● **Your task**
Below are some records; state how many of their lines contain the word "component", and add nothing.

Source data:
//! Virtual node type — the renderable unit the normalizer produces
//!
//! A `VNode` is an element, component placeholder, text, or comment node.
//! Only the fields the normalizer and verifier observe are modelled here:
//! tag, key, text content, the comment flag, and already-built children.

use std::fmt;

use serde::{Serialize, Serializer};

use crate::child::number_to_text;

/// Identity hint used by the reconciler to track a node across renders
///
/// Numeric keys are any host number, so `1.5` is as valid as `1`.
#[derive(Debug, Clone, PartialEq, serde::Deserialize)]
#[serde(untagged)]
pub enum Key {
    Num(f64),
    Str(String),
}

impl fmt::Display for Key {
    fn fmt(&self, f: &mut fmt::Formatter<'_>) -> fmt::Result {
        match self {
            Key::Num(n) => write!(f, "{}", number_to_text(*n)),
            Key::Str(s) => write!(f, "{}", s),
        }
    }
}

// Integral keys serialize as JSON integers so `3` does not come back as `3.0`.
impl Serialize for Key {
    fn serialize<S: Serializer>(&self, serializer: S) -> Result<S::Ok, S::Error> {
        match self {
            Key::Num(n) if n.fract() == 0.0 && n.abs() < i64::MAX as f64 => {
                serializer.serialize_i64(*n as i64)
            }
            Key::Num(n) => serializer.serialize_f64(*n),
            Key::Str(s) => serializer.serialize_str(s),
        }
    }
}

impl From<&str> for Key {
    fn from(s: &str) -> Self {
        Key::Str(s.to_string())
    }
}

impl From<String> for Key {
    fn from(s: String) -> Self {
        Key::Str(s)
    }
}

impl From<f64> for Key {
    fn from(n: f64) -> Self {
        Key::Num(n)
    }
}

impl From<i32> for Key {
    fn from(n: i32) -> Self {
        Key::Num(f64::from(n))
    }
}

/// A virtual node
#[derive(Debug, Clone, Default, PartialEq, serde::Serialize, serde::Deserialize)]
#[serde(rename_all = "camelCase")]
pub struct VNode {
    #[serde(default, skip_serializing_if = "Option::is_none")]
    pub tag: Option<String>,
    #[serde(default, skip_serializing_if = "Option::is_none")]
    pub key: Option<Key>,
    #[serde(default, skip_serializing_if = "Option::is_none")]
    pub text: Option<String>,
    #[serde(default, skip_serializing_if = "std::ops::Not::not")]
    pub is_comment: bool,
    #[serde(default, skip_serializing_if = "Option::is_none")]
    pub children: Option<Vec<VNode>>,
}

impl VNode {
    /// Element or component node with the given tag
    pub fn element(tag: impl Into<String>) -> Self {
        VNode {
            tag: Some(tag.into()),
            ..Default::default()
        }
    }

    pub fn with_key(mut self, key: impl Into<Key>) -> Self {
        self.key = Some(key.into());
        self
    }

    pub fn with_children(mut self, children: Vec<VNode>) -> Self {
        self.children = Some(children);
        self
    }

    /// True for nodes with defined text that are not comments.
    ///
    /// Comment nodes carry their content in `text` too, so the comment flag
    /// is what keeps them out of text merging.
    pub fn is_text(&self) -> bool {
        self.text.is_some() && !self.is_comment
    }
}

/// Create a text node: text set, not a comment, no tag, no key
pub fn create_text_vnode(text: impl Into<String>) -> VNode {
    VNode {
        text: Some(text.into()),
        ..Default::default()
    }
}

/// Create a comment placeholder node
pub fn create_empty_vnode(text: impl Into<String>) -> VNode {
    VNode {
        text: Some(text.into()),
        is_comment: true,
        ..Default::default()
    }
}

impl fmt::Display for VNode {
    fn fmt(&self, f: &mut fmt::Formatter<'_>) -> fmt::Result {
        if self.is_comment {
            return write!(f, "<!--{}-->", self.text.as_deref().unwrap_or(""));
        }
        if let Some(text) = self.text.as_deref().filter(|_| self.tag.is_none()) {
            return write!(f, "{:?}", text);
        }
        write!(f, "<{}", self.tag.as_deref().unwrap_or("?"))?;
        if let Some(key) = &self.key {
            write!(f, " key={:?}", key.to_string())?;
        }
        match &self.children {
            Some(children) if !children.is_empty() => {
                write!(f, ">")?;
                for child in children {
                    write!(f, "{}", child)?;
                }
                write!(f, "</{}>", self.tag.as_deref().unwrap_or("?"))
            }
            _ => write!(f, " />"),
        }
    }
}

● **Output below**
2